Report every line of the listing below in which the string "configured" occurs.

-*-

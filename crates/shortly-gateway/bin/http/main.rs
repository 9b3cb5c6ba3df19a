mod cli;

use crate::cli::{StorageBackendArg, CLI};
use anyhow::Context;
use clap::Parser;
use shortly_core::{Repository, Shortener};
use shortly_gateway::{App, AppState};
use shortly_generator::RandomHexGenerator;
use shortly_shortener::{HandlerConfig, RequestHandler, ShortenerService};
use shortly_storage::{DynamoDbRepository, InMemoryRepository, MySqlRepository};
use std::sync::Arc;
use tracing::info;

#[tokio::main]
async fn main() -> anyhow::Result<()> {
    let config = CLI::try_parse()?;
    shortly_telemetry::init(config.log_format, true)?;

    info!(
        listen_addr = %config.listen_addr,
        base_url = %config.base_url,
        storage_backend = %config.storage,
        table = %config.table_name,
        "starting gateway server"
    );

    let shortener = match config.storage {
        StorageBackendArg::InMemory => shortener(InMemoryRepository::new()),
        StorageBackendArg::Mysql => {
            let mysql_dsn = config
                .mysql_dsn
                .as_deref()
                .context("mysql dsn is required when storage backend is mysql")?;
            let repository = MySqlRepository::connect(mysql_dsn, config.table_name.as_str())
                .await
                .context("connecting to mysql")?;
            info!(table = repository.table(), "connected to mysql");
            if config.create_table {
                repository.create_table().await.context("creating mysql table")?;
            }
            shortener(repository)
        }
        StorageBackendArg::DynamoDb => {
            let repository = DynamoDbRepository::from_env(config.table_name.as_str())
                .await
                .context("configuring dynamodb")?;
            info!(table = repository.table(), "configured dynamodb client");
            if config.create_table {
                repository
                    .create_table()
                    .await
                    .context("creating dynamodb table")?;
            }
            shortener(repository)
        }
    };

    let handler = RequestHandler::new(
        shortener,
        HandlerConfig::builder().base_url(config.base_url).build(),
    );
    let router = App::router(AppState::new(handler));

    let listener = tokio::net::TcpListener::bind(config.listen_addr).await?;
    info!(listen_addr = %listener.local_addr()?, "listening");

    axum::serve(listener, router).await?;
    Ok(())
}

fn shortener<R: Repository>(repository: R) -> Arc<dyn Shortener> {
    Arc::new(ShortenerService::new(repository, RandomHexGenerator::new()))
}
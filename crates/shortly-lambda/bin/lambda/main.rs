use clap::Parser;
use lambda_http::{run, service_fn, Error, Request};
use shortly_generator::RandomHexGenerator;
use shortly_shortener::{HandlerConfig, RequestHandler, ShortenerService};
use shortly_storage::DynamoDbRepository;
use shortly_telemetry::{LogFormat, LOG_FORMAT_ENV};
use std::sync::Arc;
use tracing::info;

const BASE_URL_ENV: &str = "SHORTLY_BASE_URL";
const TABLE_NAME_ENV: &str = "SHORTLY_TABLE_NAME";

/// Settings read from the function's environment.
#[derive(Debug, Parser)]
#[command(name = "shortly-lambda")]
struct Config {
    #[arg(long, env = BASE_URL_ENV, default_value = shortly_shortener::DEFAULT_BASE_URL)]
    base_url: String,

    #[arg(long, env = TABLE_NAME_ENV, default_value = shortly_storage::DEFAULT_TABLE_NAME)]
    table_name: String,

    #[arg(long, env = LOG_FORMAT_ENV, value_enum, default_value_t = LogFormat::Json)]
    log_format: LogFormat,
}

#[tokio::main]
async fn main() -> Result<(), Error> {
    let config = Config::try_parse()?;
    shortly_telemetry::init(config.log_format, false)?;

    info!(base_url = %config.base_url, "starting lambda handler");

    // one client per execution environment, shared by every invocation
    let repository = DynamoDbRepository::from_env(config.table_name.as_str()).await?;
    info!(table = repository.table(), "configured dynamodb client");
    let service = ShortenerService::new(repository, RandomHexGenerator::new());
    let handler = RequestHandler::new(
        Arc::new(service),
        HandlerConfig::builder().base_url(config.base_url).build(),
    );

    run(service_fn(move |event: Request| {
        let handler = handler.clone();
        async move { shortly_lambda::handle_event(&handler, event).await }
    }))
    .await
}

-*-

Result of the exercise
            info!(table = repository.table(), "configured dynamodb client");
    info!(table = repository.table(), "configured dynamodb client");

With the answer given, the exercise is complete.